-- HOW TO COMPLETE THIS TASK --
In the entries below, find the line with "or query string." and the line with "given API version."; give again those lines and every line between them, exactly.
--- RECORDED DATA Enclosed Below ---
// Licensed to the Apache Software Foundation (ASF) under one
// or more contributor license agreements.  See the NOTICE file
// distributed with this work for additional information
// regarding copyright ownership.  The ASF licenses this file
// to you under the Apache License, Version 2.0 (the
// "License"); you may not use this file except in compliance
// with the License.  You may obtain a copy of the License at
//
//   http://www.apache.org/licenses/LICENSE-2.0
//
// Unless required by applicable law or agreed to in writing,
// software distributed under the License is distributed on an
// "AS IS" BASIS, WITHOUT WARRANTIES OR CONDITIONS OF ANY
// KIND, either express or implied.  See the License for the
// specific language governing permissions and limitations
// under the License.

use crate::{Endpoint, Error, Result};
use bytes::Bytes;
use std::collections::HashMap;
use std::fmt::Debug;
use std::sync::Arc;

/// Context provides the environment a service runs in.
///
/// ## Important
///
/// nimbus provides NO default implementations. Users MAY configure components they need.
/// Any unconfigured component will use a no-op implementation that returns errors or empty values when called.
///
/// ## Example
///
/// ```
/// use nimbus_core::{Context, OsEnv};
///
/// // Create a context with explicit implementations
/// let ctx = Context::new()
///     .with_env(OsEnv);  // Optionally configure environment implementation
/// ```
#[derive(Clone)]
pub struct Context {
    http: Arc<dyn HttpConnect>,
    env: Arc<dyn Env>,
}

impl Debug for Context {
    fn fmt(&self, f: &mut std::fmt::Formatter<'_>) -> std::fmt::Result {
        f.debug_struct("Context")
            .field("http", &self.http)
            .field("env", &self.env)
            .finish()
    }
}

impl Default for Context {
    fn default() -> Self {
        Self::new()
    }
}

impl Context {
    /// Create a new Context with no-op implementations.
    ///
    /// ```
    /// use nimbus_core::Context;
    ///
    /// let ctx = Context::new();
    /// // All components use no-op implementations by default
    /// // You can configure specific components as needed:
    /// // ctx.with_http_connect(my_http_client)
    /// //    .with_env(my_env_provider);
    /// ```
    pub fn new() -> Self {
        Self {
            http: Arc::new(NoopHttpConnect),
            env: Arc::new(NoopEnv),
        }
    }

    /// Replace the HTTP transport implementation.
    pub fn with_http_connect(mut self, http: impl HttpConnect) -> Self {
        self.http = Arc::new(http);
        self
    }

    /// Replace the environment implementation.
    pub fn with_env(mut self, env: impl Env) -> Self {
        self.env = Arc::new(env);
        self
    }

    /// Open a new transport handle towards the endpoint.
    #[inline]
    pub fn http_connect(&self, endpoint: &Endpoint, persistent: bool) -> Result<Box<dyn HttpSend>> {
        self.http.http_connect(endpoint, persistent)
    }

    /// Get the environment variable.
    ///
    /// - Returns `Some(v)` if the environment variable is found and is valid utf-8.
    /// - Returns `None` if the environment variable is not found or value is invalid.
    #[inline]
    pub fn env_var(&self, key: &str) -> Option<String> {
        self.env.var(key)
    }

    /// Returns an hashmap of (variable, value) pairs of strings, for all the
    /// environment variables of the current process.
    #[inline]
    pub fn env_vars(&self) -> HashMap<String, String> {
        self.env.vars()
    }
}

/// HttpSend sends http requests over one transport handle.
///
/// A handle may keep its underlying connection open between calls. Dropping
/// the handle closes it.
#[async_trait::async_trait]
pub trait HttpSend: Debug + Send + Sync + 'static {
    /// Send http request and return the response.
    async fn http_send(&self, req: http::Request<Bytes>) -> Result<http::Response<Bytes>>;
}

/// HttpConnect opens transport handles.
///
/// `persistent` asks for a handle that keeps connections alive across
/// requests. A non-persistent handle is expected to be used for one request
/// and dropped.
pub trait HttpConnect: Debug + Send + Sync + 'static {
    /// Open a transport handle towards the endpoint.
    fn http_connect(&self, endpoint: &Endpoint, persistent: bool) -> Result<Box<dyn HttpSend>>;
}

/// Permits parameterizing the environment lookups.
pub trait Env: Debug + Send + Sync + 'static {
    /// Get an environment variable.
    ///
    /// - Returns `Some(v)` if the environment variable is found and is valid utf-8.
    /// - Returns `None` if the environment variable is not found or value is invalid.
    fn var(&self, key: &str) -> Option<String>;

    /// Returns an hashmap of (variable, value) pairs of strings, for all the
    /// environment variables of the current process.
    fn vars(&self) -> HashMap<String, String>;
}

/// Implements Env for the OS context.
#[derive(Debug, Copy, Clone)]
pub struct OsEnv;

impl Env for OsEnv {
    fn var(&self, key: &str) -> Option<String> {
        std::env::var_os(key)?.into_string().ok()
    }

    fn vars(&self) -> HashMap<String, String> {
        std::env::vars().collect()
    }
}

/// StaticEnv provides a static env environment.
///
/// This is useful for testing or for providing a fixed environment.
#[derive(Debug, Clone, Default)]
pub struct StaticEnv {
    /// The environment variables to use.
    pub envs: HashMap<String, String>,
}

impl Env for StaticEnv {
    fn var(&self, key: &str) -> Option<String> {
        self.envs.get(key).cloned()
    }

    fn vars(&self) -> HashMap<String, String> {
        self.envs.clone()
    }
}

/// NoopHttpConnect is a no-op implementation that always returns an error.
///
/// This is used when no HTTP client is configured.
#[derive(Debug, Clone, Copy, Default)]
pub struct NoopHttpConnect;

impl HttpConnect for NoopHttpConnect {
    fn http_connect(&self, _: &Endpoint, _: bool) -> Result<Box<dyn HttpSend>> {
        Err(Error::transport(
            "HTTP sending not supported: no HTTP client configured",
        ))
    }
}

/// NoopEnv is a no-op implementation that always returns None/empty.
///
/// This is used when no environment is configured.
#[derive(Debug, Clone, Copy, Default)]
pub struct NoopEnv;

impl Env for NoopEnv {
    fn var(&self, _key: &str) -> Option<String> {
        None
    }

    fn vars(&self) -> HashMap<String, String> {
        HashMap::new()
    }
}

#[cfg(test)]
mod tests {
    use super::*;
    use crate::ErrorKind;

    #[test]
    fn test_static_env() {
        let ctx = Context::new().with_env(StaticEnv {
            envs: HashMap::from([("AWS_REGION".to_string(), "eu-west-1".to_string())]),
        });

        assert_eq!(ctx.env_var("AWS_REGION").as_deref(), Some("eu-west-1"));
        assert_eq!(ctx.env_var("AWS_PROFILE"), None);
        assert_eq!(ctx.env_vars().len(), 1);
    }

    #[test]
    fn test_noop_http_connect() {
        let ctx = Context::new();
        let endpoint = Endpoint::new("https", "queue.amazonaws.com", 443, "/");

        let err = ctx
            .http_connect(&endpoint, true)
            .expect_err("noop connect must fail");
        assert_eq!(err.kind(), ErrorKind::Transport);
    }
}
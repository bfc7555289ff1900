// Licensed to the Apache Software Foundation (ASF) under one
// or more contributor license agreements.  See the NOTICE file
// distributed with this work for additional information
// regarding copyright ownership.  The ASF licenses this file
// to you under the Apache License, Version 2.0 (the
// "License"); you may not use this file except in compliance
// with the License.  You may obtain a copy of the License at
//
//   http://www.apache.org/licenses/LICENSE-2.0
//
// Unless required by applicable law or agreed to in writing,
// software distributed under the License is distributed on an
// "AS IS" BASIS, WITHOUT WARRANTIES OR CONDITIONS OF ANY
// KIND, either express or implied.  See the License for the
// specific language governing permissions and limitations
// under the License.

use async_trait::async_trait;
use nimbus_core::{Collection, NotFoundExt, Result};

use crate::{BrightboxApi, User};

/// Users loads user accounts through a [`BrightboxApi`].
#[derive(Debug)]
pub struct Users<'a> {
    api: &'a mut dyn BrightboxApi,
}

impl<'a> Users<'a> {
    /// Create a new collection on top of a service.
    pub fn new(api: &'a mut dyn BrightboxApi) -> Self {
        Self { api }
    }
}

#[async_trait]
impl Collection for Users<'_> {
    type Model = User;

    async fn all(&mut self) -> Result<Vec<User>> {
        self.api.list_users().await
    }

    async fn get(&mut self, id: &str) -> Result<Option<User>> {
        Ok(self.api.get_user(id).await.not_found_as_none()?.flatten())
    }
}

#[cfg(test)]
mod tests {
    use super::*;
    use crate::MockBrightboxService;

    #[tokio::test]
    async fn test_users_with_mock() -> Result<()> {
        let mut api = MockBrightboxService::new();
        let mut users = Users::new(&mut api);

        assert_eq!(users.all().await?.len(), 1);
        assert_eq!(
            users.get("usr-abcde").await?.map(|u| u.id),
            Some("usr-abcde".to_string())
        );
        assert_eq!(users.get("").await?, None);
        Ok(())
    }
}
// Licensed to the Apache Software Foundation (ASF) under one
// or more contributor license agreements.  See the NOTICE file
// distributed with this work for additional information
// regarding copyright ownership.  The ASF licenses this file
// to you under the Apache License, Version 2.0 (the
// "License"); you may not use this file except in compliance
// with the License.  You may obtain a copy of the License at
//
//   http://www.apache.org/licenses/LICENSE-2.0
//
// Unless required by applicable law or agreed to in writing,
// software distributed under the License is distributed on an
// "AS IS" BASIS, WITHOUT WARRANTIES OR CONDITIONS OF ANY
// KIND, either express or implied.  See the License for the
// specific language governing permissions and limitations
// under the License.

use nimbus_core::{Context, OsEnv};
use nimbus_http_send_reqwest::ReqwestHttpConnect;

/// Context backed by reqwest and the process environment.
///
/// ```no_run
/// let ctx = nimbus::default_context();
/// assert!(ctx.env_var("HOME").is_some());
/// ```
pub fn default_context() -> Context {
    Context::new()
        .with_http_connect(ReqwestHttpConnect::default())
        .with_env(OsEnv)
}
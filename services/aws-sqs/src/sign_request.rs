// Licensed to the Apache Software Foundation (ASF) under one
// or more contributor license agreements.  See the NOTICE file
// distributed with this work for additional information
// regarding copyright ownership.  The ASF licenses this file
// to you under the Apache License, Version 2.0 (the
// "License"); you may not use this file except in compliance
// with the License.  You may obtain a copy of the License at
//
//   http://www.apache.org/licenses/LICENSE-2.0
//
// Unless required by applicable law or agreed to in writing,
// software distributed under the License is distributed on an
// "AS IS" BASIS, WITHOUT WARRANTIES OR CONDITIONS OF ANY
// KIND, either express or implied.  See the License for the
// specific language governing permissions and limitations
// under the License.

use std::collections::BTreeMap;
use std::fmt::Write;
use std::time::Duration;

use http::Method;
use log::debug;
use nimbus_core::hash::{base64_hmac_sha1, base64_hmac_sha256};
use nimbus_core::time::{format_rfc3339, now, DateTime};
use nimbus_core::{Endpoint, Error, Result};
use percent_encoding::utf8_percent_encode;

use crate::constants::AWS_QUERY_ENCODE_SET;
use crate::Credential;

/// Parameters of one query request.
///
/// Keys are kept sorted byte-wise, which is the order they are signed in.
pub type Params = BTreeMap<String, String>;

/// Hash used to compute the signature.
#[derive(Debug, Clone, Copy, PartialEq, Eq, Default)]
pub enum SignatureMethod {
    /// `HmacSHA256`
    #[default]
    HmacSha256,
    /// `HmacSHA1`
    HmacSha1,
}

impl SignatureMethod {
    /// Name sent as `SignatureMethod`.
    pub fn as_str(&self) -> &'static str {
        match self {
            SignatureMethod::HmacSha256 => "HmacSHA256",
            SignatureMethod::HmacSha1 => "HmacSHA1",
        }
    }

    fn sign(&self, key: &[u8], content: &[u8]) -> String {
        match self {
            SignatureMethod::HmacSha256 => base64_hmac_sha256(key, content),
            SignatureMethod::HmacSha1 => base64_hmac_sha1(key, content),
        }
    }
}

/// SignedQuery is the outcome of signing one request.
#[derive(Debug, Clone, PartialEq, Eq)]
pub struct SignedQuery {
    /// Canonical query with `&Signature=...` appended, ready to be sent as
    /// body or query string.
    pub query: String,
    /// Raw base64 signature.
    pub signature: String,
}

/// RequestSigner that implements AWS query signature version 2.
///
/// - [Signature Version 2 signing process](https://docs.aws.amazon.com/general/latest/gr/signature-version-2.html)
#[derive(Debug, Clone)]
pub struct RequestSigner {
    version: String,
    signature_method: SignatureMethod,
    expires_in: Option<Duration>,

    time: Option<DateTime>,
}

impl RequestSigner {
    /// Create a new signer for the given API version.
    pub fn new(version: &str) -> Self {
        Self {
            version: version.to_string(),
            signature_method: SignatureMethod::default(),
            expires_in: None,
            time: None,
        }
    }

    /// Set the hash used for the signature.
    pub fn with_signature_method(mut self, method: SignatureMethod) -> Self {
        self.signature_method = method;
        self
    }

    /// Sign with `Expires` set to now plus `expires_in` instead of `Timestamp`.
    pub fn with_expires_in(mut self, expires_in: Duration) -> Self {
        self.expires_in = Some(expires_in);
        self
    }

    /// Specify the signing time.
    ///
    /// # Note
    ///
    /// We should always take current time to sign requests.
    /// Only use this function for testing.
    pub fn with_time(mut self, time: DateTime) -> Self {
        self.time = Some(time);
        self
    }

    /// Sign an action with its params.
    ///
    /// The caller's params are merged with the authentication params. The
    /// authentication params win on a key clash.
    pub fn sign(
        &self,
        method: &Method,
        endpoint: &Endpoint,
        path: &str,
        action: &str,
        params: &Params,
        cred: &Credential,
    ) -> Result<SignedQuery> {
        if !cred.is_valid() {
            return Err(Error::credential_invalid(
                "access key id and secret access key are required to sign requests",
            ));
        }

        let now = self.time.unwrap_or_else(now);

        let mut params = params.clone();
        params.insert("Action".to_string(), action.to_string());
        params.insert("Version".to_string(), self.version.clone());
        params.insert("AWSAccessKeyId".to_string(), cred.access_key_id.clone());
        params.insert(
            "SignatureMethod".to_string(),
            self.signature_method.as_str().to_string(),
        );
        params.insert("SignatureVersion".to_string(), "2".to_string());
        match self.expires_in {
            Some(expires_in) => {
                let expires_at = chrono::TimeDelta::from_std(expires_in)
                    .ok()
                    .and_then(|d| now.checked_add_signed(d))
                    .ok_or_else(|| Error::request_invalid("expires_in is out of range"))?;
                params.insert("Expires".to_string(), format_rfc3339(expires_at));
            }
            None => {
                params.insert("Timestamp".to_string(), format_rfc3339(now));
            }
        }
        if let Some(token) = &cred.session_token {
            params.insert("SecurityToken".to_string(), token.clone());
        }

        let canonical = canonicalize_query(&params);
        let path = if path.is_empty() { "/" } else { path };
        let string_to_sign = format!(
            "{}\n{}\n{}\n{}",
            method.as_str(),
            endpoint.host.to_lowercase(),
            path,
            canonical
        );
        debug!("calculated string to sign: {string_to_sign}");

        let signature = self
            .signature_method
            .sign(cred.secret_access_key.as_bytes(), string_to_sign.as_bytes());

        let mut query = canonical;
        write!(
            query,
            "&Signature={}",
            utf8_percent_encode(&signature, &AWS_QUERY_ENCODE_SET)
        )?;

        Ok(SignedQuery { query, signature })
    }
}

fn canonicalize_query(params: &Params) -> String {
    params
        .iter()
        .map(|(k, v)| {
            format!(
                "{}={}",
                utf8_percent_encode(k, &AWS_QUERY_ENCODE_SET),
                utf8_percent_encode(v, &AWS_QUERY_ENCODE_SET)
            )
        })
        .collect::<Vec<_>>()
        .join("&")
}
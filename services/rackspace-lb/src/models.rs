// Licensed to the Apache Software Foundation (ASF) under one
// or more contributor license agreements.  See the NOTICE file
// distributed with this work for additional information
// regarding copyright ownership.  The ASF licenses this file
// to you under the Apache License, Version 2.0 (the
// "License"); you may not use this file except in compliance
// with the License.  You may obtain a copy of the License at
//
//   http://www.apache.org/licenses/LICENSE-2.0
//
// Unless required by applicable law or agreed to in writing,
// software distributed under the License is distributed on an
// "AS IS" BASIS, WITHOUT WARRANTIES OR CONDITIONS OF ANY
// KIND, either express or implied.  See the License for the
// specific language governing permissions and limitations
// under the License.

use serde::{Deserialize, Serialize};

/// Balancing algorithm.
#[derive(Debug, Clone, PartialEq, Eq, Deserialize)]
pub struct Algorithm {
    /// Name like `ROUND_ROBIN`.
    pub name: String,
}

#[derive(Debug, Deserialize)]
pub(crate) struct AlgorithmList {
    #[serde(default)]
    pub algorithms: Vec<Algorithm>,
}

/// Connection throttling settings of a load balancer.
#[derive(Debug, Clone, Copy, Default, PartialEq, Eq, Serialize)]
#[serde(rename_all = "camelCase")]
pub struct ConnectionThrottle {
    /// Maximum connections from a single address.
    pub max_connections: u32,
    /// Connections allowed before throttling kicks in.
    pub min_connections: u32,
    /// Maximum connections per `rate_interval` from a single address.
    pub max_connection_rate: u32,
    /// Interval in seconds `max_connection_rate` is counted over.
    pub rate_interval: u32,
}

#[cfg(test)]
mod tests {
    use super::*;
    use pretty_assertions::assert_eq;

    #[test]
    fn test_connection_throttle_body_is_flat() -> serde_json::Result<()> {
        let throttle = ConnectionThrottle {
            max_connections: 100,
            min_connections: 10,
            max_connection_rate: 50,
            rate_interval: 60,
        };

        assert_eq!(
            serde_json::to_value(throttle)?,
            serde_json::json!({
                "maxConnections": 100,
                "minConnections": 10,
                "maxConnectionRate": 50,
                "rateInterval": 60,
            })
        );
        Ok(())
    }
}
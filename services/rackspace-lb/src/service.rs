// Licensed to the Apache Software Foundation (ASF) under one
// or more contributor license agreements.  See the NOTICE file
// distributed with this work for additional information
// regarding copyright ownership.  The ASF licenses this file
// to you under the Apache License, Version 2.0 (the
// "License"); you may not use this file except in compliance
// with the License.  You may obtain a copy of the License at
//
//   http://www.apache.org/licenses/LICENSE-2.0
//
// Unless required by applicable law or agreed to in writing,
// software distributed under the License is distributed on an
// "AS IS" BASIS, WITHOUT WARRANTIES OR CONDITIONS OF ANY
// KIND, either express or implied.  See the License for the
// specific language governing permissions and limitations
// under the License.

use async_trait::async_trait;
use bytes::Bytes;
use http::header::{HeaderName, ACCEPT, CONTENT_TYPE};
use http::{HeaderValue, Method, StatusCode, Uri};
use log::debug;
use nimbus_core::utils::non_empty;
use nimbus_core::{
    find_operation, Connection, Context, Error, Operation, ProviderError, Request, Result,
};
use serde_json::Value;

use crate::config::Auth;
use crate::models::AlgorithmList;
use crate::{Algorithm, Config, ConnectionThrottle, RackspaceLbApi, OPERATIONS};

const X_AUTH_USER: HeaderName = HeaderName::from_static("x-auth-user");
const X_AUTH_KEY: HeaderName = HeaderName::from_static("x-auth-key");
const X_AUTH_TOKEN: HeaderName = HeaderName::from_static("x-auth-token");
const X_SERVER_MANAGEMENT_URL: &str = "x-server-management-url";

/// RackspaceLbService talks to Rackspace Cloud Load Balancers.
///
/// With key based auth the token and the account are resolved on the first
/// call.
#[derive(Debug)]
pub struct RackspaceLbService {
    ctx: Context,
    config: Config,
    conn: Option<Connection>,
    operations: &'static [Operation],
}

impl RackspaceLbService {
    /// Create a new service from config, nothing is dialed until the first call.
    pub fn new(ctx: Context, config: &Config) -> Result<Self> {
        // Validate up front, auth is resolved again on connect.
        config.auth()?;

        Ok(Self {
            ctx,
            config: config.clone(),
            conn: None,
            operations: &OPERATIONS,
        })
    }

    async fn connect(&self) -> Result<Connection> {
        let (token, endpoint) = match self.config.auth()? {
            Auth::Token { token, endpoint } => (token, endpoint),
            Auth::Key {
                username,
                api_key,
                auth,
            } => self.authenticate(&username, &api_key, auth).await?,
        };
        debug!("rackspace load balancer service is using endpoint {endpoint}");

        let conn = Connection::new(self.ctx.clone(), endpoint, self.config.persistent)
            .with_header(X_AUTH_TOKEN, HeaderValue::from_str(&token)?)
            .with_header(ACCEPT, HeaderValue::from_static("application/json"))
            .with_error_parser(parse_error);
        Ok(conn)
    }

    async fn authenticate(
        &self,
        username: &str,
        api_key: &str,
        auth: nimbus_core::Endpoint,
    ) -> Result<(String, nimbus_core::Endpoint)> {
        debug!("authenticating rackspace user {username} against {auth}");
        let mut conn = Connection::new(self.ctx.clone(), auth, false);
        let req = Request::new(Method::GET)
            .with_header(X_AUTH_USER, HeaderValue::from_str(username)?)
            .with_header(X_AUTH_KEY, HeaderValue::from_str(api_key)?)
            .with_expects(&[StatusCode::OK, StatusCode::NO_CONTENT])
            .with_idempotent(true);
        let resp = conn.request(req).await.map_err(|err| {
            if err.response().is_some_and(|r| r.status == StatusCode::UNAUTHORIZED) {
                Error::credential_invalid("rackspace rejected username and api key")
                    .with_source(err)
            } else {
                err
            }
        })?;

        let header = |name: &str| -> Result<String> {
            let value = resp.headers().get(name).ok_or_else(|| {
                Error::unexpected(format!("auth response doesn't contain {name}"))
            })?;
            Ok(value.to_str()?.to_string())
        };
        let token = header(X_AUTH_TOKEN.as_str())?;
        let management_url = header(X_SERVER_MANAGEMENT_URL)?;

        Ok((token, self.config.lb_endpoint(&account_id(&management_url)?)?))
    }

    async fn connection(&mut self) -> Result<&mut Connection> {
        let conn = match self.conn.take() {
            Some(conn) => conn,
            None => self.connect().await?,
        };
        Ok(self.conn.insert(conn))
    }

    /// Send one action, authenticating again once if the token is rejected.
    async fn send(
        &mut self,
        action: &str,
        path: String,
        body: Option<Vec<u8>>,
    ) -> Result<http::Response<Bytes>> {
        let op = find_operation(self.operations, action)
            .ok_or_else(|| Error::unexpected(format!("action {action} is not declared")))?;

        let mut req = op.request().with_path(path);
        if let Some(body) = body {
            req = req
                .with_header(CONTENT_TYPE, HeaderValue::from_static("application/json"))
                .with_body(body);
        }

        let reauth = matches!(self.config.auth()?, Auth::Key { .. });
        let result = self.connection().await?.request(req.clone()).await;
        match result {
            Err(err) if err.response().is_some_and(|r| r.status == StatusCode::UNAUTHORIZED) => {
                self.conn = None;
                if !reauth {
                    return Err(err);
                }
                debug!("rackspace token rejected, authenticating again");
                self.connection().await?.request(req).await
            }
            result => result,
        }
    }
}

/// The account id is the last segment of the server management url.
fn account_id(management_url: &str) -> Result<String> {
    let uri: Uri = management_url.parse().map_err(|e| {
        Error::unexpected(format!(
            "server management url {management_url} is not a valid url"
        ))
        .with_source(e)
    })?;

    uri.path()
        .trim_end_matches('/')
        .rsplit('/')
        .next()
        .and_then(non_empty)
        .map(str::to_string)
        .ok_or_else(|| {
            Error::unexpected(format!(
                "server management url {management_url} doesn't contain an account"
            ))
        })
}

/// Extract code and message from a load balancer error body.
///
/// Both `{"message": .., "code": ..}` and `{"badRequest": {"message": .., "code": ..}}`
/// are understood.
pub fn parse_error(body: &[u8]) -> Option<ProviderError> {
    let value: Value = serde_json::from_slice(body).ok()?;
    let obj = value.as_object()?;

    let (name, fault) = if obj.contains_key("message") {
        (None, obj)
    } else {
        let (name, fault) = obj.iter().next()?;
        (Some(name.clone()), fault.as_object()?)
    };

    let message = fault.get("message").and_then(Value::as_str).map(str::to_string);
    let code = name.or_else(|| {
        fault
            .get("code")
            .map(|v| v.as_str().map(str::to_string).unwrap_or_else(|| v.to_string()))
    });
    if code.is_none() && message.is_none() {
        return None;
    }

    Some(ProviderError { code, message })
}

#[async_trait]
impl RackspaceLbApi for RackspaceLbService {
    fn operations(&self) -> &'static [Operation] {
        self.operations
    }

    fn reload(&mut self) {
        if let Some(mut conn) = self.conn.take() {
            conn.reset();
        }
    }

    async fn list_algorithms(&mut self) -> Result<Vec<Algorithm>> {
        let resp = self
            .send("ListAlgorithms", "loadbalancers/algorithms".to_string(), None)
            .await?;
        let list: AlgorithmList = serde_json::from_slice(resp.body())?;
        Ok(list.algorithms)
    }

    async fn set_connection_throttling(
        &mut self,
        load_balancer_id: &str,
        max_connections: u32,
        min_connections: u32,
        max_connection_rate: u32,
        rate_interval: u32,
    ) -> Result<Option<ConnectionThrottle>> {
        let Some(id) = non_empty(load_balancer_id) else {
            return Ok(None);
        };

        let throttle = ConnectionThrottle {
            max_connections,
            min_connections,
            max_connection_rate,
            rate_interval,
        };
        self.send(
            "SetConnectionThrottling",
            format!("loadbalancers/{id}/connectionthrottle"),
            Some(serde_json::to_vec(&throttle)?),
        )
        .await?;
        Ok(Some(throttle))
    }
}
--- End of Enclosed RECORDED DATA ---
-- FINISHED EXERCISE --
    /// body or query string.
    pub query: String,
    /// Raw base64 signature.
    pub signature: String,
}

/// RequestSigner that implements AWS query signature version 2.
///
/// - [Signature Version 2 signing process](https://docs.aws.amazon.com/general/latest/gr/signature-version-2.html)
#[derive(Debug, Clone)]
pub struct RequestSigner {
    version: String,
    signature_method: SignatureMethod,
    expires_in: Option<Duration>,

    time: Option<DateTime>,
}

impl RequestSigner {
    /// Create a new signer for the given API version.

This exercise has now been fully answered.